Más allá de esa disonancia creciente entre los diagnósticos pesimistas (sin duda incompletos) que llegan “desde arriba” y la ausencia de propuestas terapéuticas efectivas que eviten que la metástasis del cáncer capitalista alcance definitivamente a todo el planeta, lo más relevante de informes como éste es la constatación de las enormes dificultades con que se encuentra este sistema para recuperar la (auto)“confianza” y la senda del “crecimiento económico”, dada su dependencia de su fracción financiera y especuladora a la búsqueda de nuevas burbujas. Todo esto es más patente allí donde ha tenido hasta ahora su “centro” histórico: ese Norte en quiebra en donde la categoría de “Estados frágiles” que hasta ahora se aplicaba a los países del Sur se está extendiendo rápidamente, especialmente en la periferia de la eurozona, aprovechando el chantaje de la crisis de la deuda y la “camisa de fuerza” de la disciplina presupuestaria constitucionalizada.
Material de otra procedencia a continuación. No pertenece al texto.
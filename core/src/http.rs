//! HTTP exchange types shared by the dispatcher and its transports.
//!
//! # Design
//! Requests and responses are plain data. `ContentClient` builds an
//! `HttpRequest`, hands it to whichever `Transport` is in effect, and parses
//! the returned `HttpResponse`. Keeping both sides as owned values lets the
//! build and parse halves be tested without any network at all.

/// HTTP method for a request. The content API is read-only.
#[derive(Debug, Clone, Copy, PartialEq, Eq)]
pub enum HttpMethod {
    Get,
}

impl HttpMethod {
    pub fn as_str(self) -> &'static str {
        match self {
            HttpMethod::Get => "GET",
        }
    }
}

/// An HTTP request described as plain data.
#[derive(Debug, Clone, PartialEq, Eq)]
pub struct HttpRequest {
    pub method: HttpMethod,
    pub url: String,
    pub headers: Vec<(String, String)>,
}

impl HttpRequest {
    /// Case-insensitive header lookup.
    pub fn header(&self, name: &str) -> Option<&str> {
        find_header(&self.headers, name)
    }
}

/// An HTTP response described as plain data.
///
/// This is the "raw response" an observation hook sees: status and headers
/// are available before the body is interpreted.
#[derive(Debug, Clone, PartialEq, Eq)]
pub struct HttpResponse {
    pub status: u16,
    pub headers: Vec<(String, String)>,
    pub body: String,
}

impl HttpResponse {
    /// `true` for any 2xx status.
    pub fn is_success(&self) -> bool {
        (200..300).contains(&self.status)
    }

    /// Case-insensitive header lookup.
    pub fn header(&self, name: &str) -> Option<&str> {
        find_header(&self.headers, name)
    }
}

fn find_header<'a>(headers: &'a [(String, String)], name: &str) -> Option<&'a str> {
    headers
        .iter()
        .find(|(k, _)| k.eq_ignore_ascii_case(name))
        .map(|(_, v)| v.as_str())
}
Vemos, por tanto, que la receta del “shock sin terapia”, basada en más neoliberalismo, sirve sin duda a los intereses de esa fracción hegemónica del capitalismo financiarizado, pero el precio que se está pagando por ello es la entrada en un “decrecimiento caótico” (como ya predijo Ramón Fernández Durán) y, sobre todo, en una crisis de legitimidad de muchos Estados que hasta ahora habían logrado conciliar las necesidades de reproducción del capital con el logro de una “paz social” mediante el reconocimiento de ciertos derechos sociales y el funcionamiento de una “democracia” competitiva bipartidista.
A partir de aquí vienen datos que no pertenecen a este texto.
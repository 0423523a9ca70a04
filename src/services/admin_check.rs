//! Admin verification for session cookies.

use std::future::Future;
use std::time::{Duration, Instant};

use sea_orm::DatabaseConnection;
use tracing::{debug, warn};

use super::identity::SessionVerifier;
use crate::db::users;
use crate::error::{AppError, AppResult};

/// Outcome of a successful session check.
#[derive(Debug, Clone, PartialEq, Eq)]
pub struct AdminStatus {
    pub uid: String,
    pub is_admin: bool,
}

/// Verify a session cookie and look up the admin flag of its user.
///
/// - no cookie: `Unauthorized`
/// - invalid or expired cookie: `Unauthorized`
/// - valid cookie without a user record: not an admin
pub async fn verify_admin<V: SessionVerifier + ?Sized>(
    verifier: &V,
    db: &DatabaseConnection,
    cookie: Option<&str>,
) -> AppResult<AdminStatus> {
    let cookie = cookie.filter(|c| !c.is_empty()).ok_or_else(|| {
        debug!("Admin check without session cookie");
        AppError::Unauthorized("No session".to_string())
    })?;

    let claims = verifier.verify_session_cookie(cookie).await?;
    let uid = claims.sub;

    let is_admin = match users::find_by_uid(db, &uid).await? {
        Some(user) => user.is_admin,
        None => {
            warn!("Verified session for uid={} has no user record", uid);
            false
        }
    };

    Ok(AdminStatus { uid, is_admin })
}

/// Await `fut`, then sleep for whatever is left of `min`.
///
/// Outcomes that finish quickly (missing cookie) and slowly (key fetch,
/// database read) become indistinguishable by timing.
pub async fn with_min_latency<F: Future>(min: Duration, fut: F) -> F::Output {
    let started = Instant::now();
    let output = fut.await;
    let elapsed = started.elapsed();
    if elapsed < min {
        tokio::time::sleep(min - elapsed).await;
    }
    output
}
Frente a ese panorama, la esperanza en un cambio de rumbo sigue estando en que continúe la ola de rebeldía que tuvo su inicio en la “primavera árabe” de hace ya más de un año, siguió con el 15-M y llegó a extenderse a prácticamente todo el Norte el pasado 15 de octubre. Pero sabemos también que contra ella actúan los discursos del miedo al futuro, la resignación o el “sálvese quien pueda” entre los y las de abajo, todos ellos favorecidos por determinados actores políticos y sociales –incluidas las burocracias sindicales-,obstinados en una estrategia del “mal menor” que allana el camino a males mayores. Urge, por tanto, acompañar las movilizaciones con discursos –“sí se puede” resistir e ir construyendo mundo(s) alternativos-, propuestas –como la denuncia del chantaje del pago de la deuda la lucha por el reparto justo de la riqueza y de los trabajos y la reconversión ecológica de la economía- y viejas y nuevas formas de desobediencia civil –como, junto con la lucha contra los desahucios, ahora el incipiente “yo no pago”- que nos permitan seguir tomando las plazas, las calles...y los centros de trabajo.